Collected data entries
'''

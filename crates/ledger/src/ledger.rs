//! The ledger state machine
//!
//! One `Ledger` owns all balances, allowances, and the total supply for a
//! single fixed-supply asset. Every mutating operation is one atomic step:
//! preconditions are checked and all new values are computed before the
//! first write, so a failed call leaves state untouched.
//!
//! The ledger has no internal locking. Mutations take `&mut self`, which
//! enforces the single-writer model; a host exposing it to concurrent
//! callers must serialize calls around the whole structure.

use std::collections::HashMap;
use std::sync::Arc;

use cinder_core::{AccountId, Amount, TokenMetadata};

use crate::error::LedgerError;
use crate::event::{EventSink, TokenEvent};
use crate::fee::split_burn;

/// Display precision of the asset
pub const DECIMALS: u8 = 18;

/// Whole tokens minted at genesis
pub const GENESIS_WHOLE_TOKENS: u128 = 1_000_000;

/// Base units minted at genesis, all credited to the deployer
pub const GENESIS_SUPPLY: Amount =
    Amount::new(GENESIS_WHOLE_TOKENS * 10u128.pow(DECIMALS as u32));

/// Fixed-supply accounting engine with a burn on every transfer
pub struct Ledger {
    metadata: TokenMetadata,
    total_supply: Amount,
    balances: HashMap<AccountId, Amount>,
    allowances: HashMap<AccountId, HashMap<AccountId, Amount>>,
    sinks: Vec<Arc<dyn EventSink>>,
}

impl Ledger {
    /// Create a ledger with the genesis supply credited to `deployer`.
    pub fn new(name: impl Into<String>, symbol: impl Into<String>, deployer: AccountId) -> Self {
        let mut balances = HashMap::new();
        balances.insert(deployer, GENESIS_SUPPLY);

        Self {
            metadata: TokenMetadata::new(name, symbol, DECIMALS),
            total_supply: GENESIS_SUPPLY,
            balances,
            allowances: HashMap::new(),
            sinks: Vec::new(),
        }
    }

    /// Attach a notification sink. Every subsequent successful mutation
    /// publishes one event to it.
    pub fn attach_sink(&mut self, sink: Arc<dyn EventSink>) {
        self.sinks.push(sink);
    }

    // === Queries ===

    /// Configured asset name
    pub fn name(&self) -> &str {
        &self.metadata.name
    }

    /// Configured ticker symbol
    pub fn symbol(&self) -> &str {
        &self.metadata.symbol
    }

    /// Display precision
    pub fn decimals(&self) -> u8 {
        self.metadata.decimals
    }

    /// Full asset metadata
    pub fn metadata(&self) -> &TokenMetadata {
        &self.metadata
    }

    /// Current total supply (non-increasing after genesis)
    pub fn total_supply(&self) -> Amount {
        self.total_supply
    }

    /// Balance of `account`; unknown accounts hold zero
    pub fn balance_of(&self, account: &AccountId) -> Amount {
        self.balances.get(account).copied().unwrap_or(Amount::ZERO)
    }

    /// Current allowance for the (owner, spender) pair; zero if unset
    pub fn allowance(&self, owner: &AccountId, spender: &AccountId) -> Amount {
        self.allowances
            .get(owner)
            .and_then(|granted| granted.get(spender))
            .copied()
            .unwrap_or(Amount::ZERO)
    }

    /// Verify that the sum of all balances equals the recorded supply.
    pub fn is_conserved(&self) -> bool {
        let mut sum = Amount::ZERO;
        for balance in self.balances.values() {
            sum = match sum.checked_add(*balance) {
                Some(total) => total,
                None => return false,
            };
        }
        sum == self.total_supply
    }

    // === Mutations ===

    /// Move `amount` from `sender` to `recipient`, burning the fee.
    ///
    /// The sender is debited the gross amount, the recipient is credited
    /// the net amount, and the fee leaves the supply entirely. Emits a
    /// `Transfer` carrying the net amount.
    pub fn transfer(
        &mut self,
        sender: &AccountId,
        recipient: &AccountId,
        amount: Amount,
    ) -> Result<(), LedgerError> {
        if self.balance_of(sender) < amount {
            return Err(LedgerError::InsufficientBalance);
        }

        let (fee, net) = split_burn(amount)?;
        self.apply_move(sender, recipient, amount, net, fee)?;

        self.publish(TokenEvent::transfer(sender.clone(), recipient.clone(), net));
        Ok(())
    }

    /// Grant `spender` the right to move up to `amount` out of `owner`'s
    /// balance, replacing any prior allowance for the pair.
    ///
    /// The amount is bounded by the owner's balance at approval time only;
    /// the allowance is not revisited if the balance later drops.
    pub fn approve(
        &mut self,
        owner: &AccountId,
        spender: &AccountId,
        amount: Amount,
    ) -> Result<(), LedgerError> {
        if self.balance_of(owner) < amount {
            return Err(LedgerError::InsufficientApprovalBalance);
        }

        self.allowances
            .entry(owner.clone())
            .or_default()
            .insert(spender.clone(), amount);
        debug_assert!(self.is_conserved());

        self.publish(TokenEvent::approval(owner.clone(), spender.clone(), amount));
        Ok(())
    }

    /// Move `amount` from `owner` to `recipient` on `spender`'s authority.
    ///
    /// Fee arithmetic matches `transfer`. The allowance is consumed at the
    /// gross rate even though the recipient only receives the net amount.
    pub fn transfer_from(
        &mut self,
        spender: &AccountId,
        owner: &AccountId,
        recipient: &AccountId,
        amount: Amount,
    ) -> Result<(), LedgerError> {
        let granted = self.allowance(owner, spender);
        if granted < amount {
            return Err(LedgerError::InsufficientAllowance);
        }
        if self.balance_of(owner) < amount {
            return Err(LedgerError::InsufficientBalance);
        }

        let (fee, net) = split_burn(amount)?;
        let remaining = granted.checked_sub(amount).ok_or(LedgerError::Overflow)?;

        self.apply_move(owner, recipient, amount, net, fee)?;
        self.allowances
            .entry(owner.clone())
            .or_default()
            .insert(spender.clone(), remaining);

        self.publish(TokenEvent::transfer(owner.clone(), recipient.clone(), net));
        Ok(())
    }

    /// Apply the debit/credit/burn triple for one transfer.
    ///
    /// Callers must have validated the balance precondition. All new
    /// values are computed before the first write so the triple commits
    /// as a unit or not at all.
    fn apply_move(
        &mut self,
        from: &AccountId,
        to: &AccountId,
        gross: Amount,
        net: Amount,
        fee: Amount,
    ) -> Result<(), LedgerError> {
        let supply = self
            .total_supply
            .checked_sub(fee)
            .ok_or(LedgerError::Overflow)?;

        if from == to {
            // self-transfer collapses to a single account losing the fee
            let updated = self
                .balance_of(from)
                .checked_sub(gross)
                .and_then(|debited| debited.checked_add(net))
                .ok_or(LedgerError::Overflow)?;

            self.balances.insert(from.clone(), updated);
        } else {
            let debited = self
                .balance_of(from)
                .checked_sub(gross)
                .ok_or(LedgerError::Overflow)?;
            let credited = self
                .balance_of(to)
                .checked_add(net)
                .ok_or(LedgerError::Overflow)?;

            self.balances.insert(from.clone(), debited);
            self.balances.insert(to.clone(), credited);
        }

        self.total_supply = supply;
        debug_assert!(self.is_conserved());
        Ok(())
    }

    fn publish(&self, event: TokenEvent) {
        for sink in &self.sinks {
            sink.publish(event.clone());
        }
    }
}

'''

### [Assignment]
Look through the records above for the string "sender", then copy every line that has it.

### [Reply]
    /// Move `amount` from `sender` to `recipient`, burning the fee.
    /// The sender is debited the gross amount, the recipient is credited
        sender: &AccountId,
        if self.balance_of(sender) < amount {
        self.apply_move(sender, recipient, amount, net, fee)?;
        self.publish(TokenEvent::transfer(sender.clone(), recipient.clone(), net));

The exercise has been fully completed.